> **ASSIGNMENT**: Your answer should be a number only: the count of lines in the following entries that contain "usize".

> **EXERCISE DATA**:
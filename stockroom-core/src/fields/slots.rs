//! Fixed-arity positional attribute slots
//!
//! The backend stores dynamic attributes in five positional columns per kind
//! (`attribute1..5`, `number1..5`, `date1..5`, `dropDown1..5`). The mapping
//! between a variable-length list and those slots lives here and nowhere
//! else.

use serde::de::{self, DeserializeOwned, MapAccess, Visitor};
use serde::ser::SerializeMap;
use serde::{Deserialize, Deserializer, Serialize, Serializer};
use std::fmt;
use std::marker::PhantomData;

/// Number of positional slots per attribute kind
pub const SLOT_COUNT: usize = 5;

/// Wire-level key prefix of a slot family
pub trait SlotPrefix {
    const PREFIX: &'static str;
}

/// `attribute1..5`
#[derive(Debug, Clone, Copy)]
pub struct TextSlot;

/// `number1..5`
#[derive(Debug, Clone, Copy)]
pub struct NumberSlot;

/// `date1..5`
#[derive(Debug, Clone, Copy)]
pub struct DateSlot;

/// `dropDown1..5`
#[derive(Debug, Clone, Copy)]
pub struct DropDownSlot;

impl SlotPrefix for TextSlot {
    const PREFIX: &'static str = "attribute";
}

impl SlotPrefix for NumberSlot {
    const PREFIX: &'static str = "number";
}

impl SlotPrefix for DateSlot {
    const PREFIX: &'static str = "date";
}

impl SlotPrefix for DropDownSlot {
    const PREFIX: &'static str = "dropDown";
}

/// Five optional values serialized under `{PREFIX}1..{PREFIX}5`
pub struct AttributeSlots<P, T> {
    values: [Option<T>; SLOT_COUNT],
    _prefix: PhantomData<fn() -> P>,
}

impl<P: SlotPrefix, T: Clone> AttributeSlots<P, T> {
    pub fn new(values: [Option<T>; SLOT_COUNT]) -> Self {
        Self { values, _prefix: PhantomData }
    }

    /// Map a positional list onto the slots
    ///
    /// Element `i` lands in slot `i + 1`; elements past the fifth are
    /// dropped.
    pub fn from_list<I>(list: I) -> Self
    where
        I: IntoIterator<Item = Option<T>>,
    {
        let mut values: [Option<T>; SLOT_COUNT] = Default::default();
        for (slot, value) in values.iter_mut().zip(list) {
            *slot = value;
        }
        Self::new(values)
    }

    /// Inverse of [`from_list`](Self::from_list) for hydration
    ///
    /// Slots 1 through the highest filled one are materialized, empty gaps
    /// included, so every value keeps its position. Slot 1 always is.
    pub fn to_list(&self) -> Vec<Option<T>> {
        let len = self.values.iter().rposition(Option::is_some).map_or(1, |last| last + 1);
        self.values[..len].to_vec()
    }

    pub fn get(&self, position: usize) -> Option<&T> {
        self.values.get(position).and_then(Option::as_ref)
    }

    pub fn values(&self) -> &[Option<T>; SLOT_COUNT] {
        &self.values
    }

    pub fn is_empty(&self) -> bool {
        self.values.iter().all(Option::is_none)
    }

    /// Wire key of a 0-based position
    pub fn key(position: usize) -> String {
        format!("{}{}", P::PREFIX, position + 1)
    }
}

/// Parse `{PREFIX}{n}` into a 0-based slot position
fn slot_position<P: SlotPrefix>(key: &str) -> Option<usize> {
    let digits = key.strip_prefix(P::PREFIX)?;
    let n: usize = digits.parse().ok()?;
    (1..=SLOT_COUNT).contains(&n).then(|| n - 1)
}

impl<P, T: Clone> Clone for AttributeSlots<P, T> {
    fn clone(&self) -> Self {
        Self { values: self.values.clone(), _prefix: PhantomData }
    }
}

impl<P, T> Default for AttributeSlots<P, T> {
    fn default() -> Self {
        Self { values: Default::default(), _prefix: PhantomData }
    }
}

impl<P, T: PartialEq> PartialEq for AttributeSlots<P, T> {
    fn eq(&self, other: &Self) -> bool {
        self.values == other.values
    }
}

impl<P: SlotPrefix, T: fmt::Debug> fmt::Debug for AttributeSlots<P, T> {
    fn fmt(&self, f: &mut fmt::Formatter<'_>) -> fmt::Result {
        f.debug_struct("AttributeSlots")
            .field("prefix", &P::PREFIX)
            .field("values", &self.values)
            .finish()
    }
}

impl<P: SlotPrefix, T: Serialize> Serialize for AttributeSlots<P, T> {
    fn serialize<S: Serializer>(&self, serializer: S) -> Result<S::Ok, S::Error> {
        let mut map = serializer.serialize_map(Some(SLOT_COUNT))?;
        for (position, value) in self.values.iter().enumerate() {
            map.serialize_entry(&format!("{}{}", P::PREFIX, position + 1), value)?;
        }
        map.end()
    }
}

impl<'de, P: SlotPrefix, T: DeserializeOwned> Deserialize<'de> for AttributeSlots<P, T> {
    fn deserialize<D: Deserializer<'de>>(deserializer: D) -> Result<Self, D::Error> {
        deserializer.deserialize_map(SlotsVisitor::<P, T>(PhantomData))
    }
}

struct SlotsVisitor<P, T>(PhantomData<fn() -> (P, T)>);

impl<'de, P: SlotPrefix, T: DeserializeOwned> Visitor<'de> for SlotsVisitor<P, T> {
    type Value = AttributeSlots<P, T>;

    fn expecting(&self, f: &mut fmt::Formatter<'_>) -> fmt::Result {
        write!(f, "a map with {}1..{}{} keys", P::PREFIX, P::PREFIX, SLOT_COUNT)
    }

    fn visit_map<A: MapAccess<'de>>(self, mut map: A) -> Result<Self::Value, A::Error> {
        let mut values: [Option<T>; SLOT_COUNT] = Default::default();

        while let Some(key) = map.next_key::<String>()? {
            let Some(position) = slot_position::<P>(&key) else {
                map.next_value::<de::IgnoredAny>()?;
                continue;
            };

            // Blank strings are how the backend reports an unused slot
            let raw: serde_json::Value = map.next_value()?;
            values[position] = match raw {
                serde_json::Value::Null => None,
                serde_json::Value::String(ref s) if s.trim().is_empty() => None,
                other => Some(serde_json::from_value(other).map_err(|e| {
                    de::Error::custom(format_args!("invalid value for {}: {}", key, e))
                })?),
            };
        }

        Ok(AttributeSlots { values, _prefix: PhantomData })
    }
}

#[cfg(test)]
mod tests {
    use super::*;
    use serde_json::json;

    type Texts = AttributeSlots<TextSlot, String>;
    type Numbers = AttributeSlots<NumberSlot, f64>;

    #[test]
    fn test_slot_position_parsing() {
        assert_eq!(slot_position::<TextSlot>("attribute1"), Some(0));
        assert_eq!(slot_position::<TextSlot>("attribute5"), Some(4));
        assert_eq!(slot_position::<TextSlot>("attribute6"), None);
        assert_eq!(slot_position::<TextSlot>("attribute0"), None);
        assert_eq!(slot_position::<DropDownSlot>("dropDown3"), Some(2));
        assert_eq!(slot_position::<DateSlot>("dropDown3"), None);
    }

    #[test]
    fn test_from_list_is_positional() {
        let slots = Texts::from_list(vec![Some("red".to_string()), None, Some("xl".to_string())]);
        assert_eq!(slots.get(0).map(String::as_str), Some("red"));
        assert_eq!(slots.get(1), None);
        assert_eq!(slots.get(2).map(String::as_str), Some("xl"));
    }

    #[test]
    fn test_from_list_drops_overflow() {
        let slots = Numbers::from_list((1..=7).map(|n| Some(n as f64)));
        assert_eq!(slots.get(4), Some(&5.0));
        assert_eq!(slots.to_list().len(), 5);
    }

    #[test]
    fn test_to_list_keeps_first_slot_only_when_empty() {
        assert_eq!(Texts::default().to_list(), vec![None]);

        let slots = Texts::from_list(vec![None, Some("b".to_string())]);
        assert_eq!(slots.to_list(), vec![None, Some("b".to_string())]);
    }

    #[test]
    fn test_to_list_keeps_gaps_and_trims_trailing_empties() {
        let list = vec![Some("a".to_string()), None, Some("c".to_string()), None, None];
        let slots = Texts::from_list(list.clone());

        assert_eq!(slots.to_list(), list[..3].to_vec());
        assert_eq!(Texts::from_list(slots.to_list()), slots);
    }

    #[test]
    fn test_serialize_uses_positional_keys() {
        let slots = Numbers::from_list(vec![Some(1.5), Some(2.0)]);
        let value = serde_json::to_value(&slots).unwrap();
        assert_eq!(
            value,
            json!({"number1": 1.5, "number2": 2.0, "number3": null, "number4": null, "number5": null})
        );
    }

    #[test]
    fn test_deserialize_ignores_foreign_keys_and_blanks() {
        let value = json!({
            "attribute1": "steel",
            "attribute2": "",
            "attribute3": "  ",
            "attribute4": "matte",
            "number1": 4,
            "productName": "Bolt"
        });
        let slots: Texts = serde_json::from_value(value).unwrap();
        assert_eq!(
            slots.to_list(),
            vec![Some("steel".to_string()), None, None, Some("matte".to_string())]
        );
    }

    #[test]
    fn test_deserialize_rejects_wrong_type() {
        let value = json!({"number1": "not a number"});
        assert!(serde_json::from_value::<Numbers>(value).is_err());
    }
}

> **EXPECTED OUTPUT**: 5